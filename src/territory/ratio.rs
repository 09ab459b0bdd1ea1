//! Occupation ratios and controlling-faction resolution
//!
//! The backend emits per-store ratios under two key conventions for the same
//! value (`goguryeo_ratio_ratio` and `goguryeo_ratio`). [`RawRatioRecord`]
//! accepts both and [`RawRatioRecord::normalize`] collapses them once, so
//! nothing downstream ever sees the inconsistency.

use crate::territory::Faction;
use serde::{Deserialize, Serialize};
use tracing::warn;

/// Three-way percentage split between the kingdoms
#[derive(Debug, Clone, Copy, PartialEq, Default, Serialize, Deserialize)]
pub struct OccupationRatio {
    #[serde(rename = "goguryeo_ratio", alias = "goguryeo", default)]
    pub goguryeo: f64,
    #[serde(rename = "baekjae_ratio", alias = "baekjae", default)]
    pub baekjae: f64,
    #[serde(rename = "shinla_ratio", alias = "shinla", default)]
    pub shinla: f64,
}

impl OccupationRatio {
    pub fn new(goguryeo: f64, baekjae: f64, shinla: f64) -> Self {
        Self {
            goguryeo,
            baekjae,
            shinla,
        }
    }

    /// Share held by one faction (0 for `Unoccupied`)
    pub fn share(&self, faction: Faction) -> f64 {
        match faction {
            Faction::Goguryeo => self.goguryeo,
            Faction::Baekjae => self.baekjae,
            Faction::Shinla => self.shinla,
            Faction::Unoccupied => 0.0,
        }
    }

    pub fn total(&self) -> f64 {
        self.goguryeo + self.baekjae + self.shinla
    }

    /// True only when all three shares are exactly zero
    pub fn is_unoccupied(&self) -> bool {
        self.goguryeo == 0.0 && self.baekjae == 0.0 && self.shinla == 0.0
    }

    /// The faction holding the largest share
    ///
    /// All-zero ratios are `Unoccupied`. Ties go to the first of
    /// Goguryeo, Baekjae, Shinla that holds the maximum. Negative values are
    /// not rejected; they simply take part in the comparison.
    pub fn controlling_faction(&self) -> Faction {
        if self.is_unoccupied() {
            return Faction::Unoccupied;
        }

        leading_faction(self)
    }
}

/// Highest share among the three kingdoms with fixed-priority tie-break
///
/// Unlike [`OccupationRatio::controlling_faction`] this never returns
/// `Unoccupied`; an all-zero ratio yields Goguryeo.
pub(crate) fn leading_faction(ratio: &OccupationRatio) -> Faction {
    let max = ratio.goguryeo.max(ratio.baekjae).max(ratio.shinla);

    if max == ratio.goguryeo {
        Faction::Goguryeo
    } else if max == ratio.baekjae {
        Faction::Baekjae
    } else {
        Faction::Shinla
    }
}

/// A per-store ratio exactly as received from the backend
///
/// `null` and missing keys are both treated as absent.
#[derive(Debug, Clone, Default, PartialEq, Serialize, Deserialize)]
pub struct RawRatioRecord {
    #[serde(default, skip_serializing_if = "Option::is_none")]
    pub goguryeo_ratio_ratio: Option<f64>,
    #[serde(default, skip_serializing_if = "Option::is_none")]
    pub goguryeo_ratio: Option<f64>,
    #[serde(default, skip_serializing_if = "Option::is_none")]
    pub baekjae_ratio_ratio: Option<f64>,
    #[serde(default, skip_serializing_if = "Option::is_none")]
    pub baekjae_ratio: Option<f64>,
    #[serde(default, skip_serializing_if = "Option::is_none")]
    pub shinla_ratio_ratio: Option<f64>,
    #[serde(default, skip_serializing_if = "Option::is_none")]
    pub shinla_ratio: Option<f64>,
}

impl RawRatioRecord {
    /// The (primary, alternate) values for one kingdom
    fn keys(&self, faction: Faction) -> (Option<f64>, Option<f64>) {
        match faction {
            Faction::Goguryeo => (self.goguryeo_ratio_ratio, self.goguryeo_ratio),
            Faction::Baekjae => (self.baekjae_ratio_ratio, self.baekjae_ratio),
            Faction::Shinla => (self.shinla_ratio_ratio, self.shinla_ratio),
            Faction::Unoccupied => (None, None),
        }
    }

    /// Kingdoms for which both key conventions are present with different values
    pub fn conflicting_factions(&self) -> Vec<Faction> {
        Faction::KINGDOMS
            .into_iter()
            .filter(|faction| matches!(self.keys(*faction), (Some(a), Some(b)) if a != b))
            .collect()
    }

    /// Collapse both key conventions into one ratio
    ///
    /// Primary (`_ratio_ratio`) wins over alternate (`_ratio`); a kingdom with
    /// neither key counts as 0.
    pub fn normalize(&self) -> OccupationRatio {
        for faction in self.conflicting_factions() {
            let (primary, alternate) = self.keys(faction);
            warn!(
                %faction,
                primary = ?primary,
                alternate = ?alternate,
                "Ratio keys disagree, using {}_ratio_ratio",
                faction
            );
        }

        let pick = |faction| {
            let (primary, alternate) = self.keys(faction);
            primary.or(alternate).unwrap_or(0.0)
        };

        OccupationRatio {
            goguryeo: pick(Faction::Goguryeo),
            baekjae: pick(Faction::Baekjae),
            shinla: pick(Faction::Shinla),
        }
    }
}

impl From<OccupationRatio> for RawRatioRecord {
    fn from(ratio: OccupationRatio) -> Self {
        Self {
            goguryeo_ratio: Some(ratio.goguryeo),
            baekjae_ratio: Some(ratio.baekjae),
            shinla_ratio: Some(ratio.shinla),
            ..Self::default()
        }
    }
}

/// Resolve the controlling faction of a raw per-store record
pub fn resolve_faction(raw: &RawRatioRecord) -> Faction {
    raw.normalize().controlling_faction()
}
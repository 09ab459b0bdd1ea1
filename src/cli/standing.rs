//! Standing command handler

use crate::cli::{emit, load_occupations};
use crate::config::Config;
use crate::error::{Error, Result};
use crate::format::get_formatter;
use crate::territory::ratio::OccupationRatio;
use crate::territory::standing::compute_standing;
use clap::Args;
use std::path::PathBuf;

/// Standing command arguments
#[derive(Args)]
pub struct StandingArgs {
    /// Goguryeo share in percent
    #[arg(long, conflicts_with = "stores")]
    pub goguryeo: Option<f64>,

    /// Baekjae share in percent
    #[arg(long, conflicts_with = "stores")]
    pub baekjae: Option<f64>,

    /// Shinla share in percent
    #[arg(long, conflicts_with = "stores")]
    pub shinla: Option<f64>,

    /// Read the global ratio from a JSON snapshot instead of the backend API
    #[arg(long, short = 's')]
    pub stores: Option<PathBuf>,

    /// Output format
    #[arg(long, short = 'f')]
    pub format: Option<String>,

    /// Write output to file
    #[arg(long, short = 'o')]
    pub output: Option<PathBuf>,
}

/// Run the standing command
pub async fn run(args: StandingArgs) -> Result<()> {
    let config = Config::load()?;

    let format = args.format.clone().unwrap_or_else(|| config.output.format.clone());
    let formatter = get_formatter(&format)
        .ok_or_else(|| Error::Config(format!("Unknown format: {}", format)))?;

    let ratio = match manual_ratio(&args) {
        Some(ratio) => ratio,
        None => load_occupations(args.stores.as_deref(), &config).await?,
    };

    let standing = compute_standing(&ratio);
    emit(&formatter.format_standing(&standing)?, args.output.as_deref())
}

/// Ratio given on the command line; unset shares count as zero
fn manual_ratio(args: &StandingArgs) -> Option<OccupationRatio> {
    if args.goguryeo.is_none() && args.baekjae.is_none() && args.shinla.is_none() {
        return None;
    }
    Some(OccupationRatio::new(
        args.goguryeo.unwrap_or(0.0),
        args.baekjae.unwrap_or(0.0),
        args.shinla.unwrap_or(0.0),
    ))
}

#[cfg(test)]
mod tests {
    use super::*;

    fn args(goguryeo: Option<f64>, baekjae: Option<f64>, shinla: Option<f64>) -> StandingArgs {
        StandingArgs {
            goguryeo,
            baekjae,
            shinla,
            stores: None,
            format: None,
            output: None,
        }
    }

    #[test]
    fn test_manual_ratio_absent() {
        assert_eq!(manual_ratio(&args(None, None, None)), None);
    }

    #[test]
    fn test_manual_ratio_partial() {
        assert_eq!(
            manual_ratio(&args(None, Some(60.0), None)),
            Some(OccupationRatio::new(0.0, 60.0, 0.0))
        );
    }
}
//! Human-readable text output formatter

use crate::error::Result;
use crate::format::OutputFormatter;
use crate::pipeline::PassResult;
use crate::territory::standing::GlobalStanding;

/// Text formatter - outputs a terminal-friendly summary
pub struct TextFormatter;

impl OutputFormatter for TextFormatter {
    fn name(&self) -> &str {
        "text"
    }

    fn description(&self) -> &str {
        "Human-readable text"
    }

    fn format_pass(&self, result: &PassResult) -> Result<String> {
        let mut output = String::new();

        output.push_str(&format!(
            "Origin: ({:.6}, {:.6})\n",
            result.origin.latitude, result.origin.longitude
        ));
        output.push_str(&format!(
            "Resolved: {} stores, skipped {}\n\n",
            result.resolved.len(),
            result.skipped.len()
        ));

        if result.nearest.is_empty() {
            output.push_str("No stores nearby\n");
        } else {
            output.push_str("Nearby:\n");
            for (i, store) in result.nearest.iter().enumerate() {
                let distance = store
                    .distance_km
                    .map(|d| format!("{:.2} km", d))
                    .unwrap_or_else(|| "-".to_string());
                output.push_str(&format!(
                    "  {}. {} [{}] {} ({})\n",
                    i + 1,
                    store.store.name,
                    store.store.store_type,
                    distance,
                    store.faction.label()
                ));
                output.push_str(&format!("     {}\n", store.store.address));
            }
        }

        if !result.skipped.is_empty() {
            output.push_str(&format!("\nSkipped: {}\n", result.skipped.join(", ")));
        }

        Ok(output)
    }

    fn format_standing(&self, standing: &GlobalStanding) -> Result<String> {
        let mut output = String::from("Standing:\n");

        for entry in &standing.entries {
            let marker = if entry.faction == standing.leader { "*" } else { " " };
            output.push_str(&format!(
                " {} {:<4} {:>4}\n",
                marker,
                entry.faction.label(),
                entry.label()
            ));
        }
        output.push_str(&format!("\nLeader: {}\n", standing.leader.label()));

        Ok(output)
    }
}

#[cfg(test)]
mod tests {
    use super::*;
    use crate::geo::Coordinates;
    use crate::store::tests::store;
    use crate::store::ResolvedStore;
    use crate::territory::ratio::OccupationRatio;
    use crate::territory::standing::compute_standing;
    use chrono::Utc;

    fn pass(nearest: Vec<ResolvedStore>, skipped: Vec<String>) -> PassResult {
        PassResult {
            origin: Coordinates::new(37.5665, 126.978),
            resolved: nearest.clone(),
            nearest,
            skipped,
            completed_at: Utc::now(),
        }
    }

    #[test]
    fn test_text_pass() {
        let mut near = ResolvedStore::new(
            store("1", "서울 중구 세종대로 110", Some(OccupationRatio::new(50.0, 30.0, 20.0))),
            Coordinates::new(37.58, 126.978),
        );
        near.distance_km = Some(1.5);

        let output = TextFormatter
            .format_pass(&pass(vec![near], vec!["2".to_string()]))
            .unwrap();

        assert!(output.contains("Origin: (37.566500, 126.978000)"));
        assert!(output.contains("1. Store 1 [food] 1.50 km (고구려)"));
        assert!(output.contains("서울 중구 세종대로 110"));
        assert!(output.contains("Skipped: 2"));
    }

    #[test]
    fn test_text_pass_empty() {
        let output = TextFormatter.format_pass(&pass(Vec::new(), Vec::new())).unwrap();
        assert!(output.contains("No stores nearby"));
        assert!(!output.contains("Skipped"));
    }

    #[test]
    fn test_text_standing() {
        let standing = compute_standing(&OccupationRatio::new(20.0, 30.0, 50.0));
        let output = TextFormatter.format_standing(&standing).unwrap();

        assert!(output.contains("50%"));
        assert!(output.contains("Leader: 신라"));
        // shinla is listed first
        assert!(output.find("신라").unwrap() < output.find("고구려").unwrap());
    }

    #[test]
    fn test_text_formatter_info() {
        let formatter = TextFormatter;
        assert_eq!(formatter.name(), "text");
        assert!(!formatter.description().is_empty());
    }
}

---

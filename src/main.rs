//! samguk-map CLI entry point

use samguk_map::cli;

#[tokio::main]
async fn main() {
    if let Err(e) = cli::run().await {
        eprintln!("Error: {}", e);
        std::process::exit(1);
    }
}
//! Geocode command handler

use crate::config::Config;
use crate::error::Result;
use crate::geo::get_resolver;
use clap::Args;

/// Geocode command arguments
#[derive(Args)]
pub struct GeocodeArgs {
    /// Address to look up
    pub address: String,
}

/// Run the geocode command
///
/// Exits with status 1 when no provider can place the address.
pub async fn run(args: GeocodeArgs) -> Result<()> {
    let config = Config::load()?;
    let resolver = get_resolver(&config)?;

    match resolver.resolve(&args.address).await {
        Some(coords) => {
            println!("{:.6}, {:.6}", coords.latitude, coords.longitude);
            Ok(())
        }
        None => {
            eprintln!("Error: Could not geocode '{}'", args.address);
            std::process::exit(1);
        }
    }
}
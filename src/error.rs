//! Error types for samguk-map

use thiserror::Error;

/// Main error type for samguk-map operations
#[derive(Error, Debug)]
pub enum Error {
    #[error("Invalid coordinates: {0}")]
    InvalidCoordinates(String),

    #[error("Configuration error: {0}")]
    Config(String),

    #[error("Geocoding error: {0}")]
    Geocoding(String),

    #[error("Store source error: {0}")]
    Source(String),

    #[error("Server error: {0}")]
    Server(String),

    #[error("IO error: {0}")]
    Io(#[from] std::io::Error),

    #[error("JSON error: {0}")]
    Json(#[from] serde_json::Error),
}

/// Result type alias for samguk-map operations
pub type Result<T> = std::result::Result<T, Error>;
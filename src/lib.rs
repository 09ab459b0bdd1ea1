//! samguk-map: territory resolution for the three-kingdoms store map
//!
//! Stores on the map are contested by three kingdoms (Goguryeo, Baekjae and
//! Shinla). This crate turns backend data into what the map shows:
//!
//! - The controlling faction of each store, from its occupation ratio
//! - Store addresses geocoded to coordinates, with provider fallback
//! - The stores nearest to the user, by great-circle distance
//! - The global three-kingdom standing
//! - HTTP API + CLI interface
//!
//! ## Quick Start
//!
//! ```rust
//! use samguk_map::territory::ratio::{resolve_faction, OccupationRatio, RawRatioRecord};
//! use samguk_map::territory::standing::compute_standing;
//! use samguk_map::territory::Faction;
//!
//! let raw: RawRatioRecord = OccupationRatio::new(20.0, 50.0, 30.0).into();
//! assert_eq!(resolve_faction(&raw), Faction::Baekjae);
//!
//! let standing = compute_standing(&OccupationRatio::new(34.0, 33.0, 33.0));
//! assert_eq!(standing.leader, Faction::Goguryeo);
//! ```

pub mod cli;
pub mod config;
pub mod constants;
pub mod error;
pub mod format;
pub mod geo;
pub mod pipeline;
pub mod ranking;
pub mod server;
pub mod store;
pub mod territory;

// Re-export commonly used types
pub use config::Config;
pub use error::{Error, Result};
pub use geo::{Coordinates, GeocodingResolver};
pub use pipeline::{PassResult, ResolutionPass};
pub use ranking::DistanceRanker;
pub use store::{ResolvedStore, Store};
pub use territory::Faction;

**Task:** A verbatim transcription is needed of the lines above, starting at the line with "filename src/territory/ratio.rs" and ending at the line with "them once, so", both included, and of nothing else.

**Answer box:**
filename src/territory/ratio.rs
repository 09ab459b0bdd1ea1
//! Occupation ratios and controlling-faction resolution
//!
//! The backend emits per-store ratios under two key conventions for the same
//! value (`goguryeo_ratio_ratio` and `goguryeo_ratio`). [`RawRatioRecord`]
//! accepts both and [`RawRatioRecord::normalize`] collapses them once, so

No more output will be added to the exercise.